A TRANSACTION IN MUTTON
The man who approached was a fierce, red-faced individual, with long legs encased to the knees in cowhide boots, overalls, a checked shirt, and a whisp of yellow whisker under his chin that parted and waved, as he strode toward the auto party.
His pale blue eyes were ablaze, and he had worked himself up into a towering rage. Like many farmers (and sometimes for cause), he had evidently sworn eternal feud against all automobilists!
"What d'ye mean, runnin' inter my sheep?" he bawled. "I'll have the law on ye! I'll make ye pay for ev'ry sheep ye killed! I'll attach yer machine, by glory! I'll put ye all in jail! I'll——"
"You're going to have your hands full with all that, Mister," interrupted Tom Cameron. "And you're excited more than is necessary. I'll pay for all the damage I've done—although there would have been none at all, had your sheep remained in their pasture. This is a county road, I take it."
"By glory!" exclaimed the farmer, arriving at the spot at last. "This road was built for folks ter drive over decent. Nobody reckoned on locomotives, an' sich comin' this way, when 'twas built—no, sir-ree!"
"I'm sorry," began Tom, but the man broke in:
"Thet don't pay me none for havin' all my sheep made into mutton b'fore their time. By glory! I got an attic home full o' 'sorries.' Ye can't git out o' it thet way."
"I am not trying to. I'll pay for any sheep I have hurt or killed," Tom said, unable to keep from grinning at the excited farmer.

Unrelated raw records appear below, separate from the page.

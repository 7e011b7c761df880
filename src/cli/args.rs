//! Command-line argument definitions for the CSV ingest tool
//!
//! This module defines the CLI interface using the clap derive API.

use crate::config::Config;
use crate::{Error, Result};
use clap::{Parser, Subcommand, ValueEnum};
use std::path::PathBuf;

/// CLI arguments for the CSV ingest tool
///
/// Validates an uploaded CSV file against the required `field1,field2`
/// header and stores each row as a record.
#[derive(Debug, Clone, Parser)]
#[command(
    name = "csv-ingest",
    version,
    about = "Validate a two-column CSV upload and store each row as a record",
    long_about = "Checks that an upload is a non-empty .csv file whose header is exactly \
                  'field1,field2', then parses and stores every data row in order. The first \
                  invalid row stops the run and is reported with its line number; rows stored \
                  before it are kept."
)]
pub struct Args {
    #[command(subcommand)]
    pub command: Option<Commands>,
}

/// Available subcommands
#[derive(Debug, Clone, Subcommand)]
pub enum Commands {
    /// Validate a CSV file and store its rows
    Ingest(IngestArgs),
    /// Print the required header schema
    Schema,
}

/// Arguments for the ingest command
#[derive(Debug, Clone, Parser)]
pub struct IngestArgs {
    /// CSV file to ingest
    #[arg(value_name = "FILE")]
    pub file: PathBuf,

    /// SQLite database receiving the records
    ///
    /// Overrides CSV_INGEST_DATABASE. Defaults to records.sqlite under the
    /// user data directory.
    #[arg(
        short = 'd',
        long = "database",
        value_name = "PATH",
        help = "SQLite database receiving the records"
    )]
    pub database: Option<PathBuf>,

    /// Table receiving the records
    ///
    /// Overrides CSV_INGEST_TABLE. Created if it does not exist.
    #[arg(
        short = 't',
        long = "table",
        value_name = "NAME",
        help = "Table receiving the records"
    )]
    pub table: Option<String>,

    /// Validate and parse without touching the database
    #[arg(
        long = "dry-run",
        help = "Validate and parse the file without storing anything"
    )]
    pub dry_run: bool,

    /// Logging verbosity level
    #[arg(
        short = 'v',
        long = "verbose",
        action = clap::ArgAction::Count,
        help = "Increase logging verbosity (-v: info, -vv: debug, -vvv: trace)"
    )]
    pub verbose: u8,

    /// Suppress output except errors
    #[arg(
        short = 'q',
        long = "quiet",
        help = "Suppress output except errors",
        conflicts_with = "verbose"
    )]
    pub quiet: bool,

    /// Output format for the result
    #[arg(
        long = "output-format",
        value_enum,
        default_value = "human",
        help = "Output format for results"
    )]
    pub output_format: OutputFormat,
}

/// Output format options for results
#[derive(Debug, Clone, Copy, PartialEq, Eq, ValueEnum)]
pub enum OutputFormat {
    /// Human-readable output
    Human,
    /// JSON format for scripting
    Json,
}

impl IngestArgs {
    /// Validate the ingest command arguments
    pub fn validate(&self) -> Result<()> {
        if !self.file.exists() {
            return Err(Error::configuration(format!(
                "Input file does not exist: {}",
                self.file.display()
            )));
        }

        if !self.file.is_file() {
            return Err(Error::configuration(format!(
                "Input path is not a file: {}",
                self.file.display()
            )));
        }

        Ok(())
    }

    /// Get log level based on verbosity flags
    pub fn get_log_level(&self) -> &'static str {
        if self.quiet {
            "error"
        } else {
            match self.verbose {
                0 => "warn",
                1 => "info",
                2 => "debug",
                _ => "trace",
            }
        }
    }

    /// Apply argument overrides on top of a loaded configuration
    pub fn apply_to(&self, mut config: Config) -> Config {
        if let Some(database) = &self.database {
            config.database_path = database.clone();
        }
        if let Some(table) = &self.table {
            config.table_name = table.clone();
        }
        config.dry_run = self.dry_run;
        config.log_level = self.get_log_level().to_string();
        config
    }
}
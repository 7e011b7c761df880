//! Header row validation
//!
//! An upload header must match the schema exactly: same number of columns,
//! same names, same order. Names are compared as-is, without trimming or
//! case folding.

use tracing::info;

use crate::app::models::Schema;
use crate::error::{IngestError, IngestResult};

/// Validate decoded header names against the schema
///
/// The column count is checked first; the first positional name mismatch is
/// reported after that.
pub fn validate_headers(actual: &[String], schema: &Schema) -> IngestResult<()> {
    info!("Validating headers: {:?}", actual);

    if actual.len() != schema.len() {
        return Err(IngestError::HeaderCountMismatch {
            expected: schema.len(),
            actual: actual.len(),
            required: schema.describe(),
        });
    }

    let mismatch = schema
        .field_names()
        .iter()
        .zip(actual)
        .enumerate()
        .find(|(_, (expected, actual))| **expected != actual.as_str());

    if let Some((position, (expected, actual))) = mismatch {
        return Err(IngestError::HeaderNameMismatch {
            position,
            expected: expected.to_string(),
            actual: actual.clone(),
            required: schema.describe(),
        });
    }

    Ok(())
}
//! Test utilities for record store testing

use crate::app::models::DataRecord;


/// Helper to build a record
pub fn record(field1: &str, field2: &str) -> DataRecord {
    DataRecord::new(field1, field2)
}
//! Data models for CSV ingestion
//!
//! This module contains the core data structures flowing through the
//! ingestion pipeline: the decoded row, the required header schema, and the
//! validated record handed to a record store.

use crate::constants::{HEADER_LIST_SEPARATOR, REQUIRED_HEADERS};
use serde::{Deserialize, Serialize};
use std::fmt;

// =============================================================================
// Raw Row Structure
// =============================================================================

/// One decoded row of an upload, before validation
///
/// `line` is 1-based and counts the header as line 1, so the first data row
/// is line 2.
#[derive(Debug, Clone, PartialEq, Eq)]
pub struct RawRow {
    /// 1-based line number of the row
    pub line: usize,

    /// Cell values in file order, untrimmed
    pub cells: Vec<String>,
}

impl RawRow {
    pub fn new(line: usize, cells: Vec<String>) -> Self {
        Self { line, cells }
    }

    /// Number of cells in the row
    pub fn len(&self) -> usize {
        self.cells.len()
    }

    pub fn is_empty(&self) -> bool {
        self.cells.is_empty()
    }

    /// Cell at a zero-based position
    pub fn get(&self, index: usize) -> Option<&str> {
        self.cells.get(index).map(String::as_str)
    }
}

// =============================================================================
// Header Schema
// =============================================================================

/// Ordered list of column names a valid header must match exactly
///
/// The schema defines both the arity and the positional identity of the
/// columns. It is immutable and safe to share between concurrent runs.
#[derive(Debug, Clone, Copy, PartialEq, Eq)]
pub struct Schema {
    field_names: &'static [&'static str],
}

impl Schema {
    /// The schema every upload is validated against
    pub const REQUIRED: Schema = Schema::new(REQUIRED_HEADERS);

    pub(crate) const fn new(field_names: &'static [&'static str]) -> Self {
        Self { field_names }
    }

    /// Column names in order
    pub fn field_names(&self) -> &'static [&'static str] {
        self.field_names
    }

    /// Name expected at a zero-based position
    pub fn field_name(&self, position: usize) -> Option<&'static str> {
        self.field_names.get(position).copied()
    }

    pub fn len(&self) -> usize {
        self.field_names.len()
    }

    pub fn is_empty(&self) -> bool {
        self.field_names.is_empty()
    }

    /// Human-readable list used in error messages, e.g. `field1, field2`
    pub fn describe(&self) -> String {
        self.field_names.join(HEADER_LIST_SEPARATOR)
    }

    /// Header line a valid upload starts with, e.g. `field1,field2`
    pub fn header_line(&self) -> String {
        self.field_names.join(",")
    }
}

impl Default for Schema {
    fn default() -> Self {
        Self::REQUIRED
    }
}

impl fmt::Display for Schema {
    fn fmt(&self, f: &mut fmt::Formatter<'_>) -> fmt::Result {
        f.write_str(&self.describe())
    }
}

// =============================================================================
// Data Record Structure
// =============================================================================

/// Validated record produced from one data row
///
/// Both fields are trimmed and non-empty. Records carry no identity beyond
/// their values; keys, if any, are assigned by the record store.
#[derive(Debug, Clone, PartialEq, Eq, Hash, Serialize, Deserialize)]
pub struct DataRecord {
    field1: String,
    field2: String,
}

impl DataRecord {
    /// Number of fields a record holds
    pub const FIELD_COUNT: usize = 2;

    pub(crate) fn new(field1: impl Into<String>, field2: impl Into<String>) -> Self {
        Self {
            field1: field1.into(),
            field2: field2.into(),
        }
    }

    pub fn field1(&self) -> &str {
        &self.field1
    }

    pub fn field2(&self) -> &str {
        &self.field2
    }

    /// Field values in schema order
    pub fn values(&self) -> [&str; Self::FIELD_COUNT] {
        [&self.field1, &self.field2]
    }
}

impl TryFrom<Vec<String>> for DataRecord {
    type Error = Vec<String>;

    /// Build a record from exactly [`DataRecord::FIELD_COUNT`] values,
    /// handing the values back when the count does not match
    fn try_from(values: Vec<String>) -> std::result::Result<Self, Self::Error> {
        let [field1, field2]: [String; Self::FIELD_COUNT] = values.try_into()?;
        Ok(Self { field1, field2 })
    }
}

"And don't ye git sassy none, neither!" commanded the man. "I'm one o' the school trustees in this deestrict, an' the church clerk. I got some influence. I guess if I arrested ye right naow—an' these gals, too—the jestice of the peace would consider I done jest right."
"Oh!" murmured Helen, clinging to Ruth's hand.

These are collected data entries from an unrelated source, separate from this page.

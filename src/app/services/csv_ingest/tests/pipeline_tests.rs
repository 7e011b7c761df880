//! Tests for the ingestion pipeline

use super::*;
use crate::app::services::record_store::RecordStore;
use crate::error::{IngestError, ParseError, PersistenceError, RowError};

fn pairs(items: &[(&str, &str)]) -> Vec<(String, String)> {
    items
        .iter()
        .map(|(a, b)| (a.to_string(), b.to_string()))
        .collect()
}

#[test]
fn test_valid_upload_is_stored_in_order() {
    let (result, store) = ingest_str("field1,field2\n x ,y\np,q\n", "data.csv");

    let summary = result.unwrap();
    assert_eq!(summary.filename, "data.csv");
    assert_eq!(summary.records_persisted, 2);
    assert_eq!(summary.last_line(), Some(3));
    assert_eq!(stored_pairs(&store), pairs(&[("x", "y"), ("p", "q")]));
}

#[test]
fn test_extra_header_column_stores_nothing() {
    let (result, store) = ingest_str("field1,field2,field3\na,b,c\n", "data.csv");

    match result {
        Err(IngestError::HeaderCountMismatch { expected, actual, .. }) => {
            assert_eq!(expected, 2);
            assert_eq!(actual, 3);
        }
        other => panic!("Expected header count mismatch, got {:?}", other),
    }
    assert_eq!(store.attempts(), 0);
}

#[test]
fn test_wrong_header_count_never_stores() {
    for columns in [1, 3, 4, 5] {
        let header: Vec<String> = (1..=columns).map(|i| format!("field{}", i)).collect();
        let content = format!("{}\na,b\n", header.join(","));

        let (result, store) = ingest_str(&content, "data.csv");

        assert!(
            matches!(result, Err(IngestError::HeaderCountMismatch { actual, .. }) if actual == columns),
            "header with {} columns",
            columns
        );
        assert_eq!(store.attempts(), 0);
    }
}

#[test]
fn test_swapped_header_stores_nothing() {
    let (result, store) = ingest_str("field2,field1\na,b\n", "data.csv");

    assert!(matches!(
        result,
        Err(IngestError::HeaderNameMismatch { position: 0, .. })
    ));
    assert!(store.is_empty());
}

#[test]
fn test_empty_field_aborts_at_its_line() {
    let (result, store) = ingest_str("field1,field2\na,\n", "data.csv");

    let error = result.unwrap_err();
    assert_eq!(error.line(), Some(2));
    assert_eq!(error.kind(), "empty_field");
    assert_eq!(
        error.to_string(),
        "Error processing line 2: Empty value found for 'field2' at line 2"
    );
    match error {
        IngestError::RowProcessing {
            reason: RowError::Parse(parse),
            ..
        } => assert_eq!(
            parse,
            ParseError::EmptyField {
                line: 2,
                field_name: "field2".to_string(),
            }
        ),
        other => panic!("Expected parse failure, got {:?}", other),
    }
    assert!(store.is_empty());
}

#[test]
fn test_persistence_failure_keeps_earlier_records() {
    let mut store = MemoryRecordStore::rejecting_attempt(2);
    let result = IngestPipeline::new().ingest(
        "field1,field2\na,b\nc,d\ne,f\n".as_bytes(),
        "data.csv",
        &mut store,
    );

    let error = result.unwrap_err();
    assert_eq!(error.line(), Some(3));
    assert_eq!(error.kind(), "persistence_failure");
    assert!(matches!(
        error,
        IngestError::RowProcessing {
            reason: RowError::Persistence(PersistenceError::Rejected { .. }),
            ..
        }
    ));
    assert_eq!(stored_pairs(&store), pairs(&[("a", "b")]));
    // Row 4 is never attempted
    assert_eq!(store.attempts(), 2);
}

#[test]
fn test_parse_failure_stops_later_rows() {
    let (result, store) = ingest_str("field1,field2\na,b\nonly\nc,d\n", "data.csv");

    let error = result.unwrap_err();
    assert_eq!(error.line(), Some(3));
    assert_eq!(error.kind(), "insufficient_columns");
    assert_eq!(stored_pairs(&store), pairs(&[("a", "b")]));
    assert_eq!(store.attempts(), 1);
}

#[test]
fn test_blank_line_is_a_row() {
    let (result, store) = ingest_str("field1,field2\na,b\n\nc,d\n", "data.csv");

    let error = result.unwrap_err();
    assert_eq!(error.line(), Some(3));
    assert_eq!(
        error.to_string(),
        "Error processing line 3: Record at line 3 has insufficient columns. Expected: 2, Found: 1"
    );
    assert_eq!(store.len(), 1);
}

#[test]
fn test_whitespace_only_field() {
    let (result, _store) = ingest_str("field1,field2\n   ,b\n", "data.csv");

    let error = result.unwrap_err();
    assert_eq!(
        error.to_string(),
        "Error processing line 2: Empty value found for 'field1' at line 2"
    );
}

#[test]
fn test_empty_input() {
    let (result, store) = ingest_str("", "data.csv");

    assert!(matches!(result, Err(IngestError::EmptyInput)));
    assert_eq!(result.unwrap_err().to_string(), "File is empty or null");
    assert_eq!(store.attempts(), 0);
}

#[test]
fn test_empty_input_is_checked_before_extension() {
    let (result, _store) = ingest_str("", "notes.txt");
    assert!(matches!(result, Err(IngestError::EmptyInput)));
}

#[test]
fn test_unsupported_format() {
    let (result, store) = ingest_str("field1,field2\na,b\n", "upload.txt");

    match result {
        Err(IngestError::UnsupportedFormat {
            filename,
            required_extension,
        }) => {
            assert_eq!(filename, "upload.txt");
            assert_eq!(required_extension, ".csv");
        }
        other => panic!("Expected unsupported format, got {:?}", other),
    }
    assert_eq!(store.attempts(), 0);
}

#[test]
fn test_extension_must_be_a_suffix() {
    for filename in ["data.csv.txt", "csv", "datacsv", ""] {
        let (result, _store) = ingest_str("field1,field2\na,b\n", filename);
        assert!(
            matches!(result, Err(IngestError::UnsupportedFormat { .. })),
            "filename {:?}",
            filename
        );
    }
}

#[test]
fn test_extension_is_case_insensitive() {
    let (result, store) = ingest_str("field1,field2\na,b\n", "DATA.CSV");

    assert_eq!(result.unwrap().records_persisted, 1);
    assert_eq!(store.len(), 1);
}

#[test]
fn test_custom_extension() {
    let pipeline = IngestPipeline::new().with_required_extension(".txt");
    let mut store = MemoryRecordStore::new();

    let summary = pipeline
        .ingest("field1,field2\na,b\n".as_bytes(), "upload.TXT", &mut store)
        .unwrap();
    assert_eq!(summary.records_persisted, 1);

    let result = pipeline.ingest("field1,field2\na,b\n".as_bytes(), "upload.csv", &mut store);
    assert!(matches!(result, Err(IngestError::UnsupportedFormat { .. })));
}

#[test]
fn test_header_only() {
    for content in ["field1,field2\n", "field1,field2"] {
        let (result, store) = ingest_str(content, "data.csv");

        assert!(matches!(result, Err(IngestError::NoDataRows)));
        assert_eq!(store.attempts(), 0);
    }
}

#[test]
fn test_leading_blank_line_is_the_header() {
    let (result, _store) = ingest_str("\nfield1,field2\na,b\n", "data.csv");

    assert!(matches!(
        result,
        Err(IngestError::HeaderCountMismatch { actual: 1, .. })
    ));
}

#[test]
fn test_quoted_values_are_stored_intact() {
    let (result, store) = ingest_str(
        "field1,field2\n\"a, b\",\"multi\nline\"\nc,d\n",
        "data.csv",
    );

    assert_eq!(result.unwrap().records_persisted, 2);
    assert_eq!(
        stored_pairs(&store),
        pairs(&[("a, b", "multi\nline"), ("c", "d")])
    );
}

#[test]
fn test_undecodable_row_is_reported_at_its_line() {
    let content: &[u8] = b"field1,field2\na,b\n\xff,c\n";
    let mut store = MemoryRecordStore::new();

    let error = IngestPipeline::new()
        .ingest(content, "data.csv", &mut store)
        .unwrap_err();

    assert_eq!(error.line(), Some(3));
    assert_eq!(error.kind(), "malformed_row");
    assert_eq!(store.len(), 1);
}

#[test]
fn test_read_failure_is_io_error() {
    let mut store = MemoryRecordStore::new();
    let result = IngestPipeline::new().ingest(FailingReader, "data.csv", &mut store);

    assert!(matches!(result, Err(IngestError::Io { .. })));
    assert_eq!(result.unwrap_err().kind(), "io");
}

#[test]
fn test_stream_is_released_on_every_outcome() {
    for content in ["field1,field2\na,b\n", "field1,field2\na,\n", "bad\n"] {
        let (reader, dropped) = DropTrackingReader::new(content);
        let mut store = MemoryRecordStore::new();

        let _ = IngestPipeline::new().ingest(reader, "data.csv", &mut store);

        assert!(dropped.get(), "stream left open for {:?}", content);
    }
}

#[test]
fn test_trait_object_store() {
    let mut store: Box<dyn RecordStore> = Box::new(MemoryRecordStore::new());

    let summary = IngestPipeline::new()
        .ingest("field1,field2\na,b\n".as_bytes(), "data.csv", store.as_mut())
        .unwrap();

    assert_eq!(summary.records_persisted, 1);
}

#[test]
fn test_ingest_path() {
    let temp_file = create_temp_csv("field1,field2\nalpha,beta\ngamma,delta\n");
    let mut store = MemoryRecordStore::new();

    let summary = IngestPipeline::new()
        .ingest_path(temp_file.path(), &mut store)
        .unwrap();

    assert_eq!(summary.records_persisted, 2);
    assert!(summary.filename.ends_with(".csv"));
    assert_eq!(
        stored_pairs(&store),
        pairs(&[("alpha", "beta"), ("gamma", "delta")])
    );
}

#[test]
fn test_ingest_missing_path() {
    let temp_dir = tempfile::TempDir::new().unwrap();
    let mut store = MemoryRecordStore::new();

    let result = IngestPipeline::new().ingest_path(&temp_dir.path().join("gone.csv"), &mut store);

    assert!(matches!(result, Err(IngestError::Io { .. })));
}

#[test]
fn test_rows_after_bare_cr_are_stored() {
    let (result, store) = ingest_str("field1,field2\na,b\rc,d\ne,f\n", "data.csv");

    assert_eq!(result.unwrap().records_persisted, 3);
    assert_eq!(
        stored_pairs(&store),
        pairs(&[("a", "b"), ("c", "d"), ("e", "f")])
    );
}

#[test]
fn test_cr_only_upload() {
    let (result, store) = ingest_str("field1,field2\ra,b\rc,d\r", "data.csv");

    assert_eq!(result.unwrap().records_persisted, 2);
    assert_eq!(stored_pairs(&store), pairs(&[("a", "b"), ("c", "d")]));
}

#[test]
fn test_bare_cr_row_is_validated() {
    let (result, store) = ingest_str("field1,field2\na,b\rc,\ne,f\n", "data.csv");

    let error = result.unwrap_err();
    assert_eq!(error.line(), Some(3));
    assert_eq!(error.kind(), "empty_field");
    assert_eq!(store.len(), 1);
}

#[test]
fn test_non_breaking_space_is_a_value() {
    let (result, store) = ingest_str("field1,field2\n\u{00A0},b\n", "data.csv");

    assert_eq!(result.unwrap().records_persisted, 1);
    assert_eq!(stored_pairs(&store), pairs(&[("\u{00A0}", "b")]));
}

#[test]
fn test_prepare_then_persist() {
    let pipeline = IngestPipeline::new();
    let upload = match pipeline.prepare("field1,field2\na,b\nc,d\n".as_bytes(), "data.csv") {
        Ok(upload) => upload,
        Err(e) => panic!("Expected a prepared upload, got {:?}", e),
    };
    assert_eq!(upload.filename(), "data.csv");

    let mut store = MemoryRecordStore::new();
    let summary = upload.persist_into(&mut store).unwrap();

    assert_eq!(summary.records_persisted, 2);
    assert_eq!(stored_pairs(&store), pairs(&[("a", "b"), ("c", "d")]));
}

#[test]
fn test_prepare_reports_precondition_failures() {
    let pipeline = IngestPipeline::new();

    let cases = [
        ("", "data.csv", "empty_input"),
        ("field1,field2\na,b\n", "data.txt", "unsupported_format"),
        ("field2,field1\na,b\n", "data.csv", "header_name_mismatch"),
        ("field1,field2\n", "data.csv", "no_data_rows"),
    ];

    for (content, filename, kind) in cases {
        let error = pipeline.prepare(content.as_bytes(), filename).err();
        assert_eq!(error.map(|e| e.kind()), Some(kind), "{:?}", content);
    }
}

#[test]
fn test_pipeline_from_config() {
    let config = crate::config::Config::default().with_required_extension(".tsv");
    let pipeline = IngestPipeline::from_config(&config);

    assert_eq!(pipeline.required_extension(), ".tsv");
    assert_eq!(pipeline.schema(), &crate::app::models::Schema::REQUIRED);
}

"He can't do it," whispered the latter.
"I feel sure, sir," said Tom, politely, "that it will be unnecessary for you to go to such lengths. I will pay satisfactory damages. There is the lamb we struck—and the only beast that is hurt."
The man had given but one glance to the lamb that lay on the grass beside the girls. He did not look to be any too tender-hearted, and the little creature's accident did not touch him at all—save in the region of his pocketbook.

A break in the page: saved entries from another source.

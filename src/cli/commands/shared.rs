//! Shared components for CLI commands
//!
//! Logging setup and result reporting used by the command handlers.

use crate::app::services::csv_ingest::IngestSummary;
use crate::cli::args::OutputFormat;
use crate::config::Config;
use crate::constants::LOG_TARGET;
use crate::error::IngestError;
use crate::{Error, Result};
use colored::*;
use tracing::debug;

/// Set up structured logging at the given level
///
/// `RUST_LOG` takes precedence over the level when set. Calling this more
/// than once keeps the first subscriber.
pub fn setup_logging(log_level: &str, quiet: bool) -> Result<()> {
    use tracing_subscriber::{EnvFilter, fmt, layer::SubscriberExt, util::SubscriberInitExt};

    let filter = EnvFilter::try_from_default_env()
        .unwrap_or_else(|_| EnvFilter::new(format!("{}={}", LOG_TARGET, log_level)));

    let result = if quiet {
        // Minimal logging for quiet mode
        tracing_subscriber::registry()
            .with(filter)
            .with(
                fmt::layer()
                    .with_target(false)
                    .with_level(true)
                    .with_writer(std::io::stderr)
                    .compact(),
            )
            .try_init()
    } else {
        // Standard logging with timestamps
        tracing_subscriber::registry()
            .with(filter)
            .with(
                fmt::layer()
                    .with_target(false)
                    .with_level(true)
                    .with_timer(fmt::time::uptime())
                    .with_writer(std::io::stderr),
            )
            .try_init()
    };

    match result {
        Ok(()) => debug!("Logging initialized at level: {}", log_level),
        // A global subscriber is already installed
        Err(e) => debug!("Keeping existing logger: {}", e),
    }
    Ok(())
}

/// Describe where records went
pub fn destination(config: &Config) -> String {
    if config.dry_run {
        "memory (dry run)".to_string()
    } else {
        format!(
            "{} (table {})",
            config.database_path.display(),
            config.table_name
        )
    }
}

/// Report a successful run
pub fn report_success(summary: &IngestSummary, config: &Config, format: OutputFormat) -> Result<()> {
    match format {
        OutputFormat::Human => {
            println!("{}", "File processed successfully".bright_green().bold());
            println!("   • File: {}", summary.filename);
            println!(
                "   • Records stored: {}",
                summary.records_persisted.to_string().bright_white().bold()
            );
            println!("   • Destination: {}", destination(config));
        }
        OutputFormat::Json => {
            let report = serde_json::json!({
                "status": "success",
                "filename": summary.filename,
                "records_persisted": summary.records_persisted,
                "dry_run": config.dry_run,
                "destination": destination(config),
            });
            print_json(&report)?;
        }
    }
    Ok(())
}

/// Report a failed run on stdout when machine-readable output was asked for
///
/// Human-readable failures are printed by the binary on stderr.
pub fn report_failure(error: &IngestError, format: OutputFormat) -> Result<()> {
    if format == OutputFormat::Json {
        let report = serde_json::json!({
            "status": "failed",
            "kind": error.kind(),
            "line": error.line(),
            "message": error.to_string(),
        });
        print_json(&report)?;
    }
    Ok(())
}

fn print_json(value: &serde_json::Value) -> Result<()> {
    let text = serde_json::to_string_pretty(value)
        .map_err(|e| Error::serialization("Failed to serialize report", e))?;
    println!("{}", text);
    Ok(())
}
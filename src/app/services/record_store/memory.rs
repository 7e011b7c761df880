//! In-memory record store

use tracing::debug;

use super::RecordStore;
use crate::app::models::DataRecord;
use crate::error::PersistenceError;

/// Keeps inserted records in insertion order
///
/// A store can be told to reject a given insert, which lets callers
/// exercise the persistence failure path without a database.
#[derive(Debug, Clone, Default)]
pub struct MemoryRecordStore {
    records: Vec<DataRecord>,
    attempts: usize,
    reject_attempt: Option<usize>,
}

impl MemoryRecordStore {
    pub fn new() -> Self {
        Self::default()
    }

    /// Reject the `attempt`-th insert (1-based); earlier inserts succeed
    pub fn rejecting_attempt(attempt: usize) -> Self {
        Self {
            reject_attempt: Some(attempt),
            ..Self::default()
        }
    }

    /// Records persisted so far, in insertion order
    pub fn records(&self) -> &[DataRecord] {
        &self.records
    }

    pub fn len(&self) -> usize {
        self.records.len()
    }

    pub fn is_empty(&self) -> bool {
        self.records.is_empty()
    }

    /// Number of inserts attempted, rejected ones included
    pub fn attempts(&self) -> usize {
        self.attempts
    }

    pub fn into_records(self) -> Vec<DataRecord> {
        self.records
    }
}

impl RecordStore for MemoryRecordStore {
    fn insert_record(&mut self, record: &DataRecord) -> Result<(), PersistenceError> {
        self.attempts += 1;

        if self.reject_attempt == Some(self.attempts) {
            return Err(PersistenceError::rejected(format!(
                "insert #{} refused by store",
                self.attempts
            )));
        }

        debug!("Stored record {:?} in memory", record);
        self.records.push(record.clone());
        Ok(())
    }
}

He stepped to the gap in the fence, kicked the bleating ewe out of the way in a most brutal manner, and proceeded to count his flock. He had to do this twice before he was assured that none but the lamb was missing.
"You see," Tom said, quietly, "I have turned only one of your sheep into mutton—for I suppose this lamb must be killed."
"Oh, no, Tom!" cried Ruth, who was bending over the little creature again. "I am sure its leg will mend."
The farmer snorted. "Don't want no crippled critters erbout. Ye'll hafter pay me full price for that lamb, boy—then I'll give it to the dogs. 'Tain't no good the way it is."
Ruth had tied the leg firmly with her own handkerchief—which was of practical size. "If we could put it in splints, and keep the lamb still, it would mend," she declared to Helen.
"What do you consider the thing worth, sir?" asked Tom.
"Four dollars," declared the farmer, promptly. It was not worth two, even at the present price of lamb, for the creature was neither big nor fat.
"Here you are," said Tom, and thrust four one-dollar notes into his hand.
The man stared at them, and from them to Tom. He really seemed disappointed. Perhaps he wished he had said more, when Tom did not haggle over the price.
"Wal, I'll take it along to the house then," said the farmer. "An' when ye come this road ag'in, young man, ye better go a leetle slow—yaas, a leetle slow!"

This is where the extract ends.